Only had about 45 minutes in the park/cathedral area, from about 6:15 to 7:00. No hawks seen, and probably not heard either. Small birds didn't seem to have anything to say about them, although they may have been drowned out by the noisy postgame from an adult softball match.

July 22, 2007

7/20, Late Appearance


Missed a couple days because of work and the weather. This, however, is an absolutely gorgeous evening to be looking for red-tail fledglings.

Entered Morningside Park just after 6:10, but for more than an hour the only bird of interest to be seen was the great egret who's been hanging around the pon of late (assuming it's always been the same one).

630 DSC_0090.JPG

Two long walks around the park, including one up the goat path as far as 118th St. and nada for hawks. The robins and catbirds have been useless and about the only bird noises have been chatting sparrows. Well, it is getting into late July, and one has to consider that it won't be too long before the fledglings make their departures.

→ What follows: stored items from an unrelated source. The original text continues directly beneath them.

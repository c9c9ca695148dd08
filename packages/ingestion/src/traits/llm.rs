//! Generic LLM client contract.
//!
//! The pipeline assumes nothing provider-specific beyond JSON-mode output
//! and a retry policy for transient failures. Implementations wrap concrete
//! providers; tests use the scripted mock in [`crate::testing`].

use async_trait::async_trait;
use thiserror::Error;

/// Errors from an LLM call.
#[derive(Debug, Error)]
pub enum LlmError {
    #[error("rate limit exceeded: {0}")]
    RateLimited(String),

    #[error("request timed out: {0}")]
    Timeout(String),

    #[error("provider error: {0}")]
    Provider(String),

    #[error("empty response from model")]
    EmptyResponse,
}

impl LlmError {
    /// Transient errors are worth retrying with backoff.
    pub fn is_transient(&self) -> bool {
        matches!(self, LlmError::RateLimited(_) | LlmError::Timeout(_))
    }
}

/// Options for a single call.
#[derive(Debug, Clone, Default)]
pub struct CallOptions {
    /// System message, when the provider supports one.
    pub system: Option<String>,
    /// Force a JSON object response.
    pub json_mode: bool,
    /// Optional JSON schema for structured output.
    pub json_schema: Option<serde_json::Value>,
    /// Provider reasoning effort hint.
    pub reasoning_effort: Option<String>,
    pub temperature: Option<f32>,
    pub max_tokens: Option<u32>,
}

impl CallOptions {
    /// Plain-text call with defaults.
    pub fn text() -> Self {
        Self::default()
    }

    /// JSON-mode call.
    pub fn json() -> Self {
        Self {
            json_mode: true,
            ..Self::default()
        }
    }

    pub fn with_system(mut self, system: impl Into<String>) -> Self {
        self.system = Some(system.into());
        self
    }

    pub fn with_temperature(mut self, temperature: f32) -> Self {
        self.temperature = Some(temperature);
        self
    }

    pub fn with_max_tokens(mut self, max_tokens: u32) -> Self {
        self.max_tokens = Some(max_tokens);
        self
    }
}

/// Response from a call.
#[derive(Debug, Clone)]
pub struct LlmResponse {
    pub output_text: String,
    pub reasoning: Option<String>,
}

/// The single-method provider contract.
#[async_trait]
pub trait LlmClient: Send + Sync {
    async fn call(&self, prompt: &str, opts: &CallOptions) -> Result<LlmResponse, LlmError>;
}
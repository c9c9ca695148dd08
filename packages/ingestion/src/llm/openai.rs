//! OpenAI implementation of the LLM client contract.
//!
//! A reference implementation over the chat-completions API. Nothing in the
//! pipeline depends on it; any provider with JSON-mode output can stand in.

use std::time::Duration;

use async_trait::async_trait;
use reqwest::Client;
use serde::{Deserialize, Serialize};

use crate::traits::llm::{CallOptions, LlmClient, LlmError, LlmResponse};

const DEFAULT_BASE_URL: &str = "https://api.openai.com/v1";
const CALL_TIMEOUT: Duration = Duration::from_secs(60);

/// OpenAI chat-completions client.
#[derive(Clone)]
pub struct OpenAiClient {
    client: Client,
    api_key: String,
    model: String,
    base_url: String,
}

impl OpenAiClient {
    pub fn new(api_key: impl Into<String>, model: impl Into<String>) -> Self {
        Self {
            client: Client::new(),
            api_key: api_key.into(),
            model: model.into(),
            base_url: DEFAULT_BASE_URL.to_string(),
        }
    }

    /// Create from the `OPENAI_API_KEY` environment variable.
    pub fn from_env(model: impl Into<String>) -> Result<Self, LlmError> {
        let api_key = std::env::var("OPENAI_API_KEY")
            .map_err(|_| LlmError::Provider("OPENAI_API_KEY not set".into()))?;
        Ok(Self::new(api_key, model))
    }

    /// Set a custom base URL (proxies, compatible providers).
    pub fn with_base_url(mut self, url: impl Into<String>) -> Self {
        self.base_url = url.into();
        self
    }

    pub fn model(&self) -> &str {
        &self.model
    }
}

#[derive(Serialize)]
struct ChatMessage<'a> {
    role: &'a str,
    content: &'a str,
}

#[derive(Serialize)]
struct ResponseFormat {
    #[serde(rename = "type")]
    format_type: &'static str,
    #[serde(skip_serializing_if = "Option::is_none")]
    json_schema: Option<JsonSchemaFormat>,
}

#[derive(Serialize)]
struct JsonSchemaFormat {
    name: String,
    strict: bool,
    schema: serde_json::Value,
}

#[derive(Serialize)]
struct ChatRequest<'a> {
    model: &'a str,
    messages: Vec<ChatMessage<'a>>,
    #[serde(skip_serializing_if = "Option::is_none")]
    temperature: Option<f32>,
    #[serde(skip_serializing_if = "Option::is_none")]
    max_tokens: Option<u32>,
    #[serde(skip_serializing_if = "Option::is_none")]
    response_format: Option<ResponseFormat>,
}

#[derive(Deserialize)]
struct ChatResponse {
    choices: Vec<Choice>,
}

#[derive(Deserialize)]
struct Choice {
    message: ChoiceMessage,
}

#[derive(Deserialize)]
struct ChoiceMessage {
    content: Option<String>,
}

#[async_trait]
impl LlmClient for OpenAiClient {
    async fn call(&self, prompt: &str, opts: &CallOptions) -> Result<LlmResponse, LlmError> {
        let mut messages = Vec::with_capacity(2);
        if let Some(system) = &opts.system {
            messages.push(ChatMessage { role: "system", content: system.as_str() });
        }
        messages.push(ChatMessage { role: "user", content: prompt });

        let response_format = if let Some(schema) = &opts.json_schema {
            Some(ResponseFormat {
                format_type: "json_schema",
                json_schema: Some(JsonSchemaFormat {
                    name: "response".to_string(),
                    strict: true,
                    schema: schema.clone(),
                }),
            })
        } else if opts.json_mode {
            Some(ResponseFormat { format_type: "json_object", json_schema: None })
        } else {
            None
        };

        let request = ChatRequest {
            model: &self.model,
            messages,
            temperature: opts.temperature,
            max_tokens: opts.max_tokens,
            response_format,
        };

        let response = self
            .client
            .post(format!("{}/chat/completions", self.base_url))
            .bearer_auth(&self.api_key)
            .timeout(CALL_TIMEOUT)
            .json(&request)
            .send()
            .await
            .map_err(|err| {
                if err.is_timeout() {
                    LlmError::Timeout(err.to_string())
                } else {
                    LlmError::Provider(err.to_string())
                }
            })?;

        let status = response.status();
        if status.as_u16() == 429 {
            let body = response.text().await.unwrap_or_default();
            return Err(LlmError::RateLimited(body));
        }
        if !status.is_success() {
            let body = response.text().await.unwrap_or_default();
            return Err(LlmError::Provider(format!("HTTP {status}: {body}")));
        }

        let parsed: ChatResponse = response
            .json()
            .await
            .map_err(|err| LlmError::Provider(format!("malformed response body: {err}")))?;

        let output_text = parsed
            .choices
            .into_iter()
            .next()
            .and_then(|c| c.message.content)
            .map(|c| c.trim().to_string())
            .unwrap_or_default();

        if output_text.is_empty() {
            return Err(LlmError::EmptyResponse);
        }

        Ok(LlmResponse { output_text, reasoning: None })
    }
}
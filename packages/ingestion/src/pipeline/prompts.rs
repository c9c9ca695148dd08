//! LLM prompts for the extraction pipeline.
//!
//! Templates are plain constants with `{placeholder}` slots filled by the
//! `format_*` helpers. Prompt text changes should stay here so the services
//! remain free of string assembly.

use crate::types::ContextPack;

/// Prompt for the 5-6 line extractive page summary.
pub const MINISUMMARY_PROMPT: &str = r#"Summarize this textbook page in 5-6 lines (at most 150 words).

Rules:
- Be extractive and factual: report what the page actually says.
- Cover the main concepts, definitions, worked examples, and exercises.
- Do not interpret, evaluate, or add teaching advice.
- Plain text only, no headings or bullets.

Page text:
{page_text}"#;

/// Prompt for combined boundary detection and page-guideline extraction.
pub const BOUNDARY_PROMPT: &str = r#"You are analyzing a Grade {grade} {subject} textbook ({board} board), page {current_page}.

Decide whether this page CONTINUES one of the open subtopics below or OPENS a new topic/subtopic, and extract teaching guidelines from the page.

Open subtopics:
{open_topics}

Summaries of recent pages:
{recent_summaries}

Current chapter hint: {current_chapter}

Full text of page {current_page}:
{page_text}

Respond with a JSON object:
{
  "is_new_topic": true or false,
  "topic_name": "topic this page belongs to (an open topic when continuing, a new name when opening)",
  "subtopic_name": "subtopic this page belongs to",
  "page_guidelines": "consolidated teaching guidance a tutor needs to teach THIS page: objectives, examples to use, misconceptions to watch for, how to assess",
  "reasoning": "one or two sentences explaining the decision"
}

Rules:
- Continue an open subtopic when the page clearly extends its material; reuse its exact name.
- Open a new topic/subtopic when the page starts visibly new material (new chapter heading, new concept family).
- If there are no open subtopics, this is the first page: set is_new_topic to true and coin names from the page."#;

/// Prompt for merging new page guidelines into an existing shard.
pub const MERGE_PROMPT: &str = r#"You are consolidating teaching guidelines for Grade {grade} {subject}, topic "{topic}", subtopic "{subtopic}".

Merge the new page guidelines into the existing guidelines. Keep every distinct objective, example, misconception, and assessment idea; deduplicate overlapping items; keep the result coherent and ordered for teaching.

Existing guidelines:
{existing_guidelines}

New page guidelines:
{new_page_guidelines}

Return ONLY the merged guidelines text."#;

/// Prompt reducing a subtopic's guidelines to one line.
pub const SUBTOPIC_SUMMARY_PROMPT: &str = r#"Summarize this teaching guideline in ONE concise line (15-30 words).

Subtopic: {subtopic_title}

Guidelines:
{guidelines}

Return ONLY the summary line."#;

/// Prompt synthesizing a topic summary from its subtopic one-liners.
pub const TOPIC_SUMMARY_PROMPT: &str = r#"Create a topic-level summary (20-40 words) from these subtopic summaries.

Topic: {topic_title}

Subtopic summaries:
{subtopic_summaries}

Return ONLY the summary line."#;

/// Prompt identifying duplicate subtopics across the whole book.
pub const DEDUP_PROMPT: &str = r#"You are reviewing the extracted structure of a Grade {grade} {subject} textbook for duplicated subtopics (the same material split under two names, e.g. "Data Handling" vs "data-handling-basics").

All subtopics:
{topics_summary}

Respond with a JSON object:
{
  "duplicates": [
    {
      "topic_key1": "topic key of the subtopic to KEEP",
      "subtopic_key1": "subtopic key to KEEP",
      "topic_key2": "topic key of the duplicate to MERGE AWAY",
      "subtopic_key2": "subtopic key to merge away",
      "reason": "why these are the same material"
    }
  ]
}

Rules:
- Only pair subtopics that cover the SAME material; related-but-distinct subtopics are not duplicates.
- Prefer keeping the subtopic with the wider page range.
- Return an empty list when nothing is duplicated."#;

/// Prompt refining a subtopic's names from its complete guidelines.
pub const REFINE_PROMPT: &str = r#"You are naming curriculum units for a Grade {grade} {subject} textbook ({board} board, {country}).

The names below were coined page-by-page before the guidelines were complete. Propose better names based on the full guidelines, or keep the current ones if they already fit.

Current topic: {current_topic_title} ({current_topic_key})
Current subtopic: {current_subtopic_title} ({current_subtopic_key})
Pages: {page_start}-{page_end}

Complete guidelines:
{guidelines}

Respond with a JSON object:
{
  "topic_title": "refined topic name",
  "topic_key": "slugified topic key",
  "subtopic_title": "refined subtopic name",
  "subtopic_key": "slugified subtopic key",
  "reasoning": "one sentence"
}"#;

pub fn format_minisummary_prompt(page_text: &str) -> String {
    MINISUMMARY_PROMPT.replace("{page_text}", page_text)
}

pub fn format_boundary_prompt(pack: &ContextPack, page_text: &str) -> String {
    BOUNDARY_PROMPT
        .replace("{grade}", &pack.grade.to_string())
        .replace("{subject}", &pack.subject)
        .replace("{board}", &pack.board)
        .replace("{current_page}", &pack.current_page.to_string())
        .replace("{open_topics}", &render_open_topics(pack))
        .replace("{recent_summaries}", &render_recent_pages(pack))
        .replace(
            "{current_chapter}",
            pack.toc.current_chapter.as_deref().unwrap_or("(none yet)"),
        )
        .replace("{page_text}", page_text)
}

pub fn format_merge_prompt(
    topic_title: &str,
    subtopic_title: &str,
    grade: i32,
    subject: &str,
    existing_guidelines: &str,
    new_page_guidelines: &str,
) -> String {
    MERGE_PROMPT
        .replace("{grade}", &grade.to_string())
        .replace("{subject}", subject)
        .replace("{topic}", topic_title)
        .replace("{subtopic}", subtopic_title)
        .replace("{existing_guidelines}", existing_guidelines)
        .replace("{new_page_guidelines}", new_page_guidelines)
}

pub fn format_subtopic_summary_prompt(subtopic_title: &str, guidelines: &str) -> String {
    SUBTOPIC_SUMMARY_PROMPT
        .replace("{subtopic_title}", subtopic_title)
        .replace("{guidelines}", guidelines)
}

pub fn format_topic_summary_prompt(topic_title: &str, subtopic_summaries: &[String]) -> String {
    let formatted = subtopic_summaries
        .iter()
        .map(|s| format!("- {s}"))
        .collect::<Vec<_>>()
        .join("\n");
    TOPIC_SUMMARY_PROMPT
        .replace("{topic_title}", topic_title)
        .replace("{subtopic_summaries}", &formatted)
}

pub fn format_dedup_prompt(topics_summary: &str, grade: i32, subject: &str) -> String {
    DEDUP_PROMPT
        .replace("{grade}", &grade.to_string())
        .replace("{subject}", subject)
        .replace("{topics_summary}", topics_summary)
}

#[allow(clippy::too_many_arguments)]
pub fn format_refine_prompt(
    grade: i32,
    subject: &str,
    board: &str,
    country: &str,
    topic_title: &str,
    topic_key: &str,
    subtopic_title: &str,
    subtopic_key: &str,
    guidelines: &str,
    page_start: u32,
    page_end: u32,
) -> String {
    REFINE_PROMPT
        .replace("{grade}", &grade.to_string())
        .replace("{subject}", subject)
        .replace("{board}", board)
        .replace("{country}", country)
        .replace("{current_topic_title}", topic_title)
        .replace("{current_topic_key}", topic_key)
        .replace("{current_subtopic_title}", subtopic_title)
        .replace("{current_subtopic_key}", subtopic_key)
        .replace("{guidelines}", guidelines)
        .replace("{page_start}", &page_start.to_string())
        .replace("{page_end}", &page_end.to_string())
}

fn render_open_topics(pack: &ContextPack) -> String {
    if pack.open_topics.is_empty() {
        return "(No open topics yet - this is the first page)".to_string();
    }
    let mut out = String::new();
    for topic in &pack.open_topics {
        out.push_str(&format!("\nTopic: {} ({})\n", topic.topic_title, topic.topic_key));
        for sub in &topic.subtopics {
            out.push_str(&format!(
                "  Subtopic: {} ({})\n  Pages: {}-{}\n  Guidelines preview: {}\n\n",
                sub.subtopic_title,
                sub.subtopic_key,
                sub.page_start,
                sub.page_end,
                sub.guidelines_preview,
            ));
        }
    }
    out
}

fn render_recent_pages(pack: &ContextPack) -> String {
    if pack.recent_pages.is_empty() {
        return "(No recent pages)".to_string();
    }
    pack.recent_pages
        .iter()
        .map(|p| format!("Page {}:\n{}\n", p.page, p.summary))
        .collect::<Vec<_>>()
        .join("\n")
}

#[cfg(test)]
mod tests {
    use super::*;
    use crate::types::{OpenSubtopicInfo, OpenTopicInfo, RecentPageSummary, TocHints};

    fn pack() -> ContextPack {
        ContextPack {
            book_id: "b1".into(),
            current_page: 7,
            grade: 3,
            subject: "Math".into(),
            board: "CBSE".into(),
            total_pages: 50,
            open_topics: vec![OpenTopicInfo {
                topic_key: "fractions".into(),
                topic_title: "Fractions".into(),
                subtopics: vec![OpenSubtopicInfo {
                    subtopic_key: "halves".into(),
                    subtopic_title: "Halves".into(),
                    page_start: 4,
                    page_end: 6,
                    guidelines_preview: "Teach halves using paper folding".into(),
                }],
            }],
            recent_pages: vec![RecentPageSummary { page: 6, summary: "Folding shapes in half.".into() }],
            toc: TocHints { current_chapter: Some("Fractions".into()) },
        }
    }

    #[test]
    fn boundary_prompt_includes_context_and_page() {
        let prompt = format_boundary_prompt(&pack(), "Half of 8 is 4.");
        assert!(prompt.contains("Grade 3 Math"));
        assert!(prompt.contains("Halves (halves)"));
        assert!(prompt.contains("Pages: 4-6"));
        assert!(prompt.contains("Page 6:"));
        assert!(prompt.contains("Half of 8 is 4."));
        assert!(!prompt.contains("{page_text}"));
    }

    #[test]
    fn first_page_prompt_says_so() {
        let mut p = pack();
        p.open_topics.clear();
        p.recent_pages.clear();
        let prompt = format_boundary_prompt(&p, "text");
        assert!(prompt.contains("this is the first page"));
        assert!(prompt.contains("(No recent pages)"));
    }

    #[test]
    fn topic_summary_prompt_bullets_subtopics() {
        let prompt = format_topic_summary_prompt(
            "Fractions",
            &["Halves via folding".to_string(), "Quarters via sharing".to_string()],
        );
        assert!(prompt.contains("- Halves via folding"));
        assert!(prompt.contains("- Quarters via sharing"));
    }
}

7:16 - Parked on a bench along the west side of the ball fields, on the verge of getting up and leaving. Sundely a hawk comes flying over, from north to south, and alights in the top of a tree about 50 feet to my right.

7:17 - She flies straight across the park and into the trees along Manhattan Ave. and a moment later shifts brancches.

Red-Tail Fledgling

7:20 - then back across the park to a tree near the southwest corner entrance.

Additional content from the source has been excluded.